Thanks Bernanke, but this analysis is not helpful. It is essentially the same thing said by Paul, Greg, and Barry and therefore does not shed any light on the 1950 deflation episode. But wait, Bernanke does have that footnote (1) above. Let's see what it says:

Conceivably, deflation could also be caused by a sudden, large expansion in aggregate supply arising, for example, from rapid gains in productivity and broadly declining costs. I don't know of any unambiguous example of a supply-side deflation, although China in recent years is a possible case. Note that a supply-side deflation would be associated with an economic boom rather than a recession.

Wow, now that is different. And wait, it is consistent with the 1950 deflation experience because there was a productivity boom then. Ok, now that the high priest has said it is possible to have deflation and robust economic growth, let's think through the implications of such a productivity-driven deflation. First, laborers should not get shafted even if there are sticky wages. Their real wage should increase through the drop in the price level - workers’ purchasing power will rise. Second, firms' profits should not be harmed either since the productivity gains are lowering their per unit costs of production which offsets the fall in the output price. Third, any unexpected increases in real debt burdens should be matched by unexpected increases in real incomes–no debt deflation problems. Fourth, financial intermediation should not suffer since the productivity boom increases expected future earnings and thus assets prices (i.e. collateral values) go up–no balance sheet problems. Finally, the productivity surge should push up the real interest rate and provide an offset to the deflation drag on the nominal interest rates. Thus, the zero bound is unlikely to be a problem. Aggregate supply (AS)-induced deflation, then, is a lot different than aggregate demand (AD)-induced deflation.
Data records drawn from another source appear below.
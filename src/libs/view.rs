use crate::libs::messages::Message;
use crate::libs::section::SectionId;
use crate::libs::store::TaskView;
use crate::libs::task::Task;
use crate::msg_print;
use anyhow::Result;
use prettytable::{format, row, Table};

const SHORT_ID_LEN: usize = 8;

pub struct View {}

impl View {
    /// Prints every section with a header and a task table.
    pub fn board(sections: &[(SectionId, Vec<Task>)]) -> Result<()> {
        let total: usize = sections.iter().map(|(_, tasks)| tasks.len()).sum();
        if total == 0 {
            msg_print!(Message::NoTasks);
            return Ok(());
        }

        for (section, tasks) in sections {
            msg_print!(Message::SectionHeader(section.title(), tasks.len()), true);
            if !tasks.is_empty() {
                Self::tasks(tasks)?;
            }
        }
        msg_print!(Message::BoardSummary(total, sections.len()), true);

        Ok(())
    }

    pub fn tasks(tasks: &[Task]) -> Result<()> {
        let mut table = Self::table();
        for (index, task) in tasks.iter().enumerate() {
            table.add_row(Self::row(index, task, ""));
        }
        table.printstd();

        Ok(())
    }

    /// Like [`View::tasks`], with a marker for unsaved and freshly changed tasks.
    pub fn section(section: &SectionId, views: &[TaskView]) -> Result<()> {
        msg_print!(Message::SectionHeader(section.title(), views.len()), true);
        if views.is_empty() {
            return Ok(());
        }

        let mut table = Self::table();
        for (index, view) in views.iter().enumerate() {
            let marker = match (view.pending, view.just_changed) {
                (true, _) => "…",
                (false, true) => "✓",
                _ => "",
            };
            table.add_row(Self::row(index, &view.task, marker));
        }
        table.printstd();

        Ok(())
    }

    fn table() -> Table {
        let mut table = Table::new();
        table.set_format(*format::consts::FORMAT_NO_LINESEP_WITH_TITLE);
        table.set_titles(row!["#", "ID", "TITLE", "DEADLINE", "AMOUNT", "LINK", ""]);
        table
    }

    fn row(index: usize, task: &Task, marker: &str) -> prettytable::Row {
        row![
            index + 1,
            short_id(&task.id),
            task.title,
            task.deadline.map(|d| d.format("%Y-%m-%d").to_string()).unwrap_or_default(),
            task.amount.map(|a| format!("{:.2}", a)).unwrap_or_default(),
            task.link.as_deref().unwrap_or(""),
            marker
        ]
    }
}

fn short_id(id: &str) -> &str {
    match id.char_indices().nth(SHORT_ID_LEN) {
        Some((end, _)) => &id[..end],
        None => id,
    }
}
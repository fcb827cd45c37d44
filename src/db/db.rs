use super::migrations::init_with_migrations;
use crate::libs::data_storage::DataStorage;
use anyhow::Result;
use rusqlite::Connection;
use std::path::Path;

pub const DB_FILE_NAME: &str = "tasklane.db";

pub struct Db {
    pub conn: Connection,
}

impl Db {
    /// Opens the database in the data directory and applies pending migrations.
    pub fn new() -> Result<Db> {
        let db_file_path = DataStorage::new().get_path(DB_FILE_NAME)?;
        Self::open(&db_file_path)
    }

    pub fn open(path: &Path) -> Result<Db> {
        let mut conn = Connection::open(path)?;
        init_with_migrations(&mut conn)?;

        Ok(Db { conn })
    }

    pub fn in_memory() -> Result<Db> {
        let mut conn = Connection::open_in_memory()?;
        init_with_migrations(&mut conn)?;

        Ok(Db { conn })
    }

    /// Raw connection to the data directory database, schema untouched.
    pub fn new_without_migrations() -> Result<Connection> {
        let db_file_path = DataStorage::new().get_path(DB_FILE_NAME)?;
        Ok(Connection::open(db_file_path)?)
    }
}
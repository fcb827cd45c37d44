/// User-facing messages. Text lives in the `Display` impl in `display.rs`.
#[derive(Debug, Clone)]
pub enum Message {
    // === TASK MESSAGES ===
    TaskCreated(String, String), // title, id
    TaskCompleted(String),
    TaskReopened(String),
    TaskMarkedImportant(String),
    TaskUnmarkedImportant(String),
    TaskMarkedUrgent(String),
    TaskUnmarkedUrgent(String),
    TaskWaiting(String),
    TaskNotWaiting(String),
    TaskUpdated(String),
    TaskMoved(String, String),     // title, section
    TaskReordered(String, usize),  // title, position
    TaskDeleted(String),
    NothingToEdit,
    InvalidDeadline(String),

    // === BOARD MESSAGES ===
    NoTasks,
    SectionHeader(String, usize), // title, count
    BoardSummary(usize, usize),   // tasks, sections

    // === SYNC MESSAGES ===
    UsingBackend(String),
    WatchStarted(String),
    WatchMerged(usize),
    WatchConflict(String),
    SyncFailed(String),
    ChangeRolledBack(String),

    // === CONFIGURATION MESSAGES ===
    ConfigSaved,
    ConfigDeleted,
    ConfigNotFound,
    ConfigModuleSync,
    ConfigModuleDrag,
    ConfigModuleRemote,
    ConfigModuleDisplay,
    PromptUserId,
    PromptSelectModules,
    PromptPersistTimeout,
    PromptReorderDebounce,
    PromptJustChanged,
    PromptRetryOnce,
    PromptPollInterval,
    PromptActivationDelay,
    PromptDragTolerance,
    PromptApiUrl,
    PromptApiKey,
    PromptTable,
    PromptVisibleSections,

    // === MIGRATION MESSAGES ===
    MigrationsFound(usize),
    RunningMigration(u32, String),
    MigrationCompleted(u32),
    MigrationFailed(u32, String),
    AllMigrationsCompleted,
    DatabaseUpToDate,
}
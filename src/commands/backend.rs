//! Backend selection for the CLI.

use crate::api::{RemoteStore, RestRemote, Subscription};
use crate::db::tasks::SqliteRemote;
use crate::libs::config::Config;
use crate::libs::error::RemoteError;
use crate::libs::store::{StoreOptions, TaskStore};
use crate::libs::task::{Task, TaskPatch};
use crate::libs::messages::Message;
use crate::msg_debug;
use anyhow::Result;

/// The remote store the config points at: a REST endpoint when one is
/// configured, the local database otherwise.
pub enum Backend {
    Sqlite(SqliteRemote),
    Rest(RestRemote),
}

impl Backend {
    pub fn from_config(config: &Config) -> Result<Self> {
        let backend = match &config.remote {
            Some(remote) => Backend::Rest(RestRemote::new(remote, config.sync.poll_interval())),
            None => Backend::Sqlite(SqliteRemote::new()?.with_poll_interval(config.sync.poll_interval())),
        };
        msg_debug!(Message::UsingBackend(backend.name().to_string()));
        Ok(backend)
    }

    pub fn name(&self) -> &'static str {
        match self {
            Backend::Sqlite(_) => "sqlite",
            Backend::Rest(_) => "rest",
        }
    }
}

impl RemoteStore for Backend {
    async fn read_tasks(&self, user_id: &str) -> Result<Vec<Task>, RemoteError> {
        match self {
            Backend::Sqlite(remote) => remote.read_tasks(user_id).await,
            Backend::Rest(remote) => remote.read_tasks(user_id).await,
        }
    }

    async fn insert_task(&self, user_id: &str, task: &Task) -> Result<Task, RemoteError> {
        match self {
            Backend::Sqlite(remote) => remote.insert_task(user_id, task).await,
            Backend::Rest(remote) => remote.insert_task(user_id, task).await,
        }
    }

    async fn update_task(&self, task_id: &str, patch: &TaskPatch) -> Result<Task, RemoteError> {
        match self {
            Backend::Sqlite(remote) => remote.update_task(task_id, patch).await,
            Backend::Rest(remote) => remote.update_task(task_id, patch).await,
        }
    }

    async fn delete_task(&self, task_id: &str) -> Result<(), RemoteError> {
        match self {
            Backend::Sqlite(remote) => remote.delete_task(task_id).await,
            Backend::Rest(remote) => remote.delete_task(task_id).await,
        }
    }

    fn subscribe_to_changes(&self, user_id: &str) -> Subscription {
        match self {
            Backend::Sqlite(remote) => remote.subscribe_to_changes(user_id),
            Backend::Rest(remote) => remote.subscribe_to_changes(user_id),
        }
    }
}

/// Reads the config, opens its backend and loads the user's tasks.
pub async fn open_store() -> Result<(Config, TaskStore<Backend>)> {
    let config = Config::read()?;
    let backend = Backend::from_config(&config)?;
    let store = TaskStore::new(backend, StoreOptions::from(&config));
    store.load().await?;
    Ok((config, store))
}
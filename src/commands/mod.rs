//! Command-line interface.
//!
//! Every task command opens the configured backend, loads the user's tasks
//! into a [`TaskStore`](crate::libs::store::TaskStore), performs one
//! operation and waits for it to be persisted before printing the outcome.
//! Task ids can be abbreviated to any unique prefix.

pub mod backend;
pub mod init;
pub mod list;
pub mod move_task;
pub mod task;
pub mod watch;

use anyhow::Result;
use clap::{Parser, Subcommand};

#[derive(Debug, Subcommand)]
enum Commands {
    #[command(about = "Configuration initialization")]
    Init(init::InitArgs),
    #[command(about = "Show the board or a single section")]
    List(list::ListArgs),
    #[command(about = "Create a task in the routine section")]
    Add(task::AddArgs),
    #[command(about = "Toggle a task's completed flag")]
    Done(task::IdArgs),
    #[command(about = "Toggle Big Three membership")]
    Important(task::IdArgs),
    #[command(about = "Toggle a task's urgent flag")]
    Urgent(task::IdArgs),
    #[command(about = "Toggle waiting on someone else")]
    Wait(task::IdArgs),
    #[command(about = "Edit title, deadline, amount or link")]
    Edit(task::EditArgs),
    #[command(about = "Move a task to another section")]
    Move(move_task::MoveArgs),
    #[command(about = "Change a task's position inside its section")]
    Reorder(move_task::ReorderArgs),
    #[command(about = "Delete a task")]
    Delete(task::IdArgs),
    #[command(about = "Follow remote changes and redraw the board")]
    Watch,
}

#[derive(Debug, Parser)]
#[command(author, version, about, long_about = None)]
#[command(arg_required_else_help(true))]
pub struct Cli {
    #[command(subcommand)]
    command: Commands,
}

impl Cli {
    pub async fn menu() -> Result<()> {
        let cli = Self::parse();
        match cli.command {
            Commands::Init(args) => init::cmd(args),
            Commands::List(args) => list::cmd(args).await,
            Commands::Add(args) => task::add(args).await,
            Commands::Done(args) => task::toggle(args, task::Toggle::Complete).await,
            Commands::Important(args) => task::toggle(args, task::Toggle::Important).await,
            Commands::Urgent(args) => task::toggle(args, task::Toggle::Urgent).await,
            Commands::Wait(args) => task::toggle(args, task::Toggle::Waiting).await,
            Commands::Edit(args) => task::edit(args).await,
            Commands::Move(args) => move_task::move_cmd(args).await,
            Commands::Reorder(args) => move_task::reorder(args).await,
            Commands::Delete(args) => task::delete(args).await,
            Commands::Watch => watch::cmd().await,
        }
    }
}
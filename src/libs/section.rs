//! Section identifiers and section-level constants.
//!
//! A section is a named partition of the task collection with its own internal
//! order. Five sections are derived from task flags (`big_three`, `urgent`,
//! `waiting`, `routine`, `completed`); the remaining ones (`weekly`, `inbox`,
//! `custom-*`) are placement buckets that a task only lands in through an
//! explicit override.
//!
//! ## Usage
//!
//! ```rust
//! use tasklane::libs::section::SectionId;
//!
//! let section: SectionId = "custom-errands".parse().unwrap();
//! assert!(section.is_placement());
//! assert_eq!(section.to_string(), "custom-errands");
//! ```

use crate::libs::error::ValidationError;
use serde::{Deserialize, Serialize};
use std::fmt;
use std::str::FromStr;

/// Maximum number of active (important and not completed) tasks.
pub const BIG_THREE_LIMIT: usize = 3;

const CUSTOM_PREFIX: &str = "custom-";

/// Identifier of a section.
///
/// The derived `Ord` follows declaration order, which is also the canonical
/// display order used when no display preference says otherwise.
#[derive(Debug, Clone, PartialEq, Eq, Hash, PartialOrd, Ord, Serialize, Deserialize)]
#[serde(into = "String", try_from = "String")]
pub enum SectionId {
    BigThree,
    Urgent,
    Waiting,
    Routine,
    Weekly,
    Inbox,
    Custom(String),
    Completed,
}

impl SectionId {
    /// Sections every board shows, even when empty.
    pub const FIXED: [SectionId; 5] = [SectionId::BigThree, SectionId::Urgent, SectionId::Waiting, SectionId::Routine, SectionId::Completed];

    /// Returns true for buckets that can only be reached through an explicit override.
    pub fn is_placement(&self) -> bool {
        matches!(self, SectionId::Weekly | SectionId::Inbox | SectionId::Custom(_))
    }

    /// Hard cardinality limit of the section, if any.
    pub fn capacity(&self) -> Option<usize> {
        match self {
            SectionId::BigThree => Some(BIG_THREE_LIMIT),
            _ => None,
        }
    }

    pub fn title(&self) -> String {
        match self {
            SectionId::BigThree => "Big Three".to_string(),
            SectionId::Urgent => "Urgent".to_string(),
            SectionId::Waiting => "Waiting".to_string(),
            SectionId::Routine => "Routine".to_string(),
            SectionId::Weekly => "This Week".to_string(),
            SectionId::Inbox => "Inbox".to_string(),
            SectionId::Custom(name) => name.replace('-', " "),
            SectionId::Completed => "Completed".to_string(),
        }
    }
}

impl fmt::Display for SectionId {
    fn fmt(&self, f: &mut fmt::Formatter<'_>) -> fmt::Result {
        match self {
            SectionId::BigThree => write!(f, "big_three"),
            SectionId::Urgent => write!(f, "urgent"),
            SectionId::Waiting => write!(f, "waiting"),
            SectionId::Routine => write!(f, "routine"),
            SectionId::Weekly => write!(f, "weekly"),
            SectionId::Inbox => write!(f, "inbox"),
            SectionId::Custom(name) => write!(f, "{}{}", CUSTOM_PREFIX, name),
            SectionId::Completed => write!(f, "completed"),
        }
    }
}

impl FromStr for SectionId {
    type Err = ValidationError;

    fn from_str(s: &str) -> Result<Self, Self::Err> {
        let normalized = s.trim().to_lowercase();
        match normalized.as_str() {
            "big_three" | "big-three" | "bigthree" => Ok(SectionId::BigThree),
            "urgent" => Ok(SectionId::Urgent),
            "waiting" | "pending" => Ok(SectionId::Waiting),
            "routine" => Ok(SectionId::Routine),
            "weekly" => Ok(SectionId::Weekly),
            "inbox" => Ok(SectionId::Inbox),
            "completed" | "done" => Ok(SectionId::Completed),
            other => match other.strip_prefix(CUSTOM_PREFIX) {
                Some(name) if !name.is_empty() => Ok(SectionId::Custom(name.to_string())),
                _ => Err(ValidationError::UnknownSection(s.to_string())),
            },
        }
    }
}

impl From<SectionId> for String {
    fn from(section: SectionId) -> Self {
        section.to_string()
    }
}

impl TryFrom<String> for SectionId {
    type Error = ValidationError;

    fn try_from(value: String) -> Result<Self, Self::Error> {
        value.parse()
    }
}

#[cfg(test)]
mod tests {
    use super::*;

    #[test]
    fn parses_known_and_custom_sections() {
        assert_eq!("big_three".parse::<SectionId>().unwrap(), SectionId::BigThree);
        assert_eq!("Urgent".parse::<SectionId>().unwrap(), SectionId::Urgent);
        assert_eq!("custom-garden".parse::<SectionId>().unwrap(), SectionId::Custom("garden".into()));
        assert!("custom-".parse::<SectionId>().is_err());
        assert!("someday".parse::<SectionId>().is_err());
    }

    #[test]
    fn display_round_trips_through_parse() {
        for section in SectionId::FIXED.iter().cloned().chain([SectionId::Weekly, SectionId::Inbox, SectionId::Custom("errands".into())]) {
            assert_eq!(section.to_string().parse::<SectionId>().unwrap(), section);
        }
    }

    #[test]
    fn canonical_order_puts_completed_last() {
        let mut sections = vec![SectionId::Completed, SectionId::Custom("a".into()), SectionId::Routine, SectionId::BigThree];
        sections.sort();
        assert_eq!(sections, vec![SectionId::BigThree, SectionId::Routine, SectionId::Custom("a".into()), SectionId::Completed]);
    }

    #[test]
    fn only_big_three_has_capacity() {
        assert_eq!(SectionId::BigThree.capacity(), Some(BIG_THREE_LIMIT));
        assert_eq!(SectionId::Urgent.capacity(), None);
    }
}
Clearly, the deflationary threat now facing the U.S. economy is of the AD-induced kind. I am concerned about it and have called on the Fed to be more responsive to this potential threat. With that said, this deflation distinction is more than some trivial academic argument. It helps shed light on why the Fed's decision to keep interest rates so low for so long were disastrous in the early-to-mid 2000s. The Fed saw sustained disinflation and assumed it was the result of faltering AD. The data is now very clear that the deflationary pressures were more the result of the 2002-2004 productivity boom. The productivity boom implied inflation should have been lower, the neutral interest rate higher, and the economic recovery was not in jeopardy. The Fed thought otherwise and, as a result, helped fuel one of the largest credit and housing booms in history. The irony in all of this is that the Fed's fear of deflation in 2002-2004 caused it to act in a manner that helped put in a motion a cumulative process that is likely to create the very thing it was trying to avoid in the first place: deflation. Know your deflations! (pdf)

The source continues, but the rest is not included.